## Task description
Of all the lines in these entries, count those that contain "Rejected" and give only the total.

## Task input
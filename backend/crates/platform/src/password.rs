//! Password Hashing and Verification
//!
//! PBKDF2-HMAC-SHA256 password hashing with:
//! - Per-password random salt
//! - Self-contained `base64(salt || derived key)` encoding
//! - Constant-time comparison
//!
//! ## Security Notes
//! - The encoding is self-describing given the process-wide
//!   [`PasswordHasherOptions`]; verification never depends on externally
//!   stored parameters.
//! - Malformed encodings verify as `false`, never as an error, so callers
//!   cannot distinguish "hash was garbage" from "password was wrong".

use pbkdf2::pbkdf2_hmac;
use sha2::Sha256;
use zeroize::Zeroizing;

use crate::crypto;

// ============================================================================
// Options
// ============================================================================

/// Tunable key-derivation parameters
///
/// All three values trade security against CPU cost:
/// - `iterations` is the work factor; raising it is the sanctioned way to
///   keep pace with hardware speedups. Existing hashes keep verifying only
///   as long as the process configuration matches the parameters they were
///   created with, so roll iterations together with a rehash-on-login step.
/// - `salt_len` defeats precomputed-table attacks; 16 bytes is ample.
/// - `hash_len` is the derived-key length; 32 bytes matches the SHA-256
///   block and leaves no advantage to truncation attacks.
#[derive(Debug, Clone, Copy, PartialEq, Eq)]
pub struct PasswordHasherOptions {
    /// PBKDF2 iteration count
    pub iterations: u32,
    /// Salt length in bytes
    pub salt_len: usize,
    /// Derived-key length in bytes
    pub hash_len: usize,
}

impl Default for PasswordHasherOptions {
    fn default() -> Self {
        Self {
            iterations: 10_000,
            salt_len: 16,
            hash_len: 32,
        }
    }
}

// ============================================================================
// Hasher
// ============================================================================

/// One-way password hasher
///
/// Stateless apart from its immutable options; safe to share across
/// concurrent requests.
///
/// ## Examples
/// ```rust
/// use platform::password::{PasswordHasher, PasswordHasherOptions};
///
/// let hasher = PasswordHasher::new(PasswordHasherOptions::default());
/// let encoded = hasher.hash("correct horse battery staple");
/// assert!(hasher.verify("correct horse battery staple", &encoded));
/// assert!(!hasher.verify("wrong password", &encoded));
/// ```
#[derive(Debug, Clone)]
pub struct PasswordHasher {
    options: PasswordHasherOptions,
}

impl PasswordHasher {
    pub fn new(options: PasswordHasherOptions) -> Self {
        Self { options }
    }

    pub fn options(&self) -> &PasswordHasherOptions {
        &self.options
    }

    /// Hash a plaintext password
    ///
    /// Generates a fresh random salt, derives a key with
    /// PBKDF2-HMAC-SHA256, and returns `base64(salt || derived key)`.
    /// Two calls with the same plaintext produce different encodings.
    pub fn hash(&self, plaintext: &str) -> String {
        let salt = crypto::random_bytes(self.options.salt_len);

        let mut derived = vec![0u8; self.options.hash_len];
        pbkdf2_hmac::<Sha256>(
            plaintext.as_bytes(),
            &salt,
            self.options.iterations,
            &mut derived,
        );

        let mut blob = Vec::with_capacity(self.options.salt_len + self.options.hash_len);
        blob.extend_from_slice(&salt);
        blob.extend_from_slice(&derived);

        crypto::to_base64(&blob)
    }

    /// Verify a plaintext password against a stored encoding
    ///
    /// Re-derives a key from the embedded salt and compares it to the
    /// stored key in constant time. Any malformed encoding (bad base64,
    /// wrong length) yields `false`.
    pub fn verify(&self, plaintext: &str, encoded: &str) -> bool {
        let blob = match crypto::from_base64(encoded) {
            Ok(blob) => blob,
            Err(_) => {
                tracing::debug!("Rejected malformed password encoding (not base64)");
                return false;
            }
        };

        if blob.len() != self.options.salt_len + self.options.hash_len {
            tracing::debug!(
                len = blob.len(),
                "Rejected malformed password encoding (wrong length)"
            );
            return false;
        }

        let (salt, stored) = blob.split_at(self.options.salt_len);

        let mut candidate = Zeroizing::new(vec![0u8; self.options.hash_len]);
        pbkdf2_hmac::<Sha256>(
            plaintext.as_bytes(),
            salt,
            self.options.iterations,
            &mut candidate,
        );

        crypto::constant_time_eq(stored, &candidate)
    }
}

// ============================================================================
// Tests
// ============================================================================
use kernel::id::Id;

pub struct CodeMarker;
pub type CodeId = Id<CodeMarker>;
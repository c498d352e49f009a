//! Error Kind - Classification of errors
//!
//! Defines the [`ErrorKind`] enum that maps to HTTP status codes.

use serde::Serialize;

/// エラー種別の列挙体
///
/// HTTP ステータスコードに対応するエラー分類を定義します。
/// 各バリアントは RFC 7231/9110 に準拠したステータスコードにマッピングされます。
///
/// ## Notes
/// * `non_exhaustive` - 将来的に列挙子が追加される可能性があることを示す
///
/// ## Examples
/// ```rust
/// use kernel::error::kind::ErrorKind;
///
/// let kind = ErrorKind::Conflict;
/// assert_eq!(kind.status_code(), 409);
/// assert_eq!(kind.as_str(), "Conflict");
/// ```
#[derive(Debug, Clone, Copy, PartialEq, Eq, Serialize)]
#[serde(rename_all = "SCREAMING_SNAKE_CASE")]
#[non_exhaustive]
pub enum ErrorKind {
    /// 400 - Bad Request: リクエストが不正
    BadRequest,
    /// 401 - Unauthorized: 認証が必要
    Unauthorized,
    /// 403 - Forbidden: アクセス権限なし
    Forbidden,
    /// 404 - Not Found: リソースが見つからない
    NotFound,
    /// 408 - Request Timeout: リクエストタイムアウト
    RequestTimeout,
    /// 409 - Conflict: 現在の状態と競合
    Conflict,
    /// 410 - Gone: リソースが削除された/期限切れ
    Gone,
    /// 422 - Unprocessable Entity: 処理不可能なエンティティ
    UnprocessableEntity,
    /// 500 - Internal Server Error: サーバー内部エラー
    InternalServerError,
    /// 502 - Bad Gateway: 外部サービスからの不正な応答
    BadGateway,
    /// 503 - Service Unavailable: サービス利用不可
    ServiceUnavailable,
}

impl ErrorKind {
    /// HTTP ステータスコードを取得
    ///
    /// ## Returns
    /// RFC 7231/9110 に準拠した HTTP ステータスコード
    ///
    /// ## Examples
    /// ```rust
    /// use kernel::error::kind::ErrorKind;
    /// assert_eq!(ErrorKind::Unauthorized.status_code(), 401);
    /// assert_eq!(ErrorKind::Gone.status_code(), 410);
    /// ```
    #[inline]
    pub const fn status_code(&self) -> u16 {
        match self {
            ErrorKind::BadRequest => 400,
            ErrorKind::Unauthorized => 401,
            ErrorKind::Forbidden => 403,
            ErrorKind::NotFound => 404,
            ErrorKind::RequestTimeout => 408,
            ErrorKind::Conflict => 409,
            ErrorKind::Gone => 410,
            ErrorKind::UnprocessableEntity => 422,
            ErrorKind::InternalServerError => 500,
            ErrorKind::BadGateway => 502,
            ErrorKind::ServiceUnavailable => 503,
        }
    }

    /// ユーザー向けの文字列表現を取得
    ///
    /// ## Returns
    /// HTTP ステータスの標準的な理由フレーズ
    #[inline]
    pub const fn as_str(&self) -> &'static str {
        match self {
            ErrorKind::BadRequest => "Bad Request",
            ErrorKind::Unauthorized => "Unauthorized",
            ErrorKind::Forbidden => "Forbidden",
            ErrorKind::NotFound => "Not Found",
            ErrorKind::RequestTimeout => "Request Timeout",
            ErrorKind::Conflict => "Conflict",
            ErrorKind::Gone => "Gone",
            ErrorKind::UnprocessableEntity => "Unprocessable Entity",
            ErrorKind::InternalServerError => "Internal Server Error",
            ErrorKind::BadGateway => "Bad Gateway",
            ErrorKind::ServiceUnavailable => "Service Unavailable",
        }
    }

    /// サーバー側のエラーかどうかを判定
    ///
    /// 5xx系のエラーは `true` を返します。
    /// これらのエラーはログに記録すべきです。
    #[inline]
    pub const fn is_server_error(&self) -> bool {
        self.status_code() >= 500
    }

    /// クライアント側のエラーかどうかを判定
    ///
    /// 4xx系のエラーは `true` を返します。
    #[inline]
    pub const fn is_client_error(&self) -> bool {
        let code = self.status_code();
        code >= 400 && code < 500
    }
}

impl std::fmt::Display for ErrorKind {
    fn fmt(&self, f: &mut std::fmt::Formatter<'_>) -> std::fmt::Result {
        write!(f, "{}", self.as_str())
    }
}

## Output for this task
2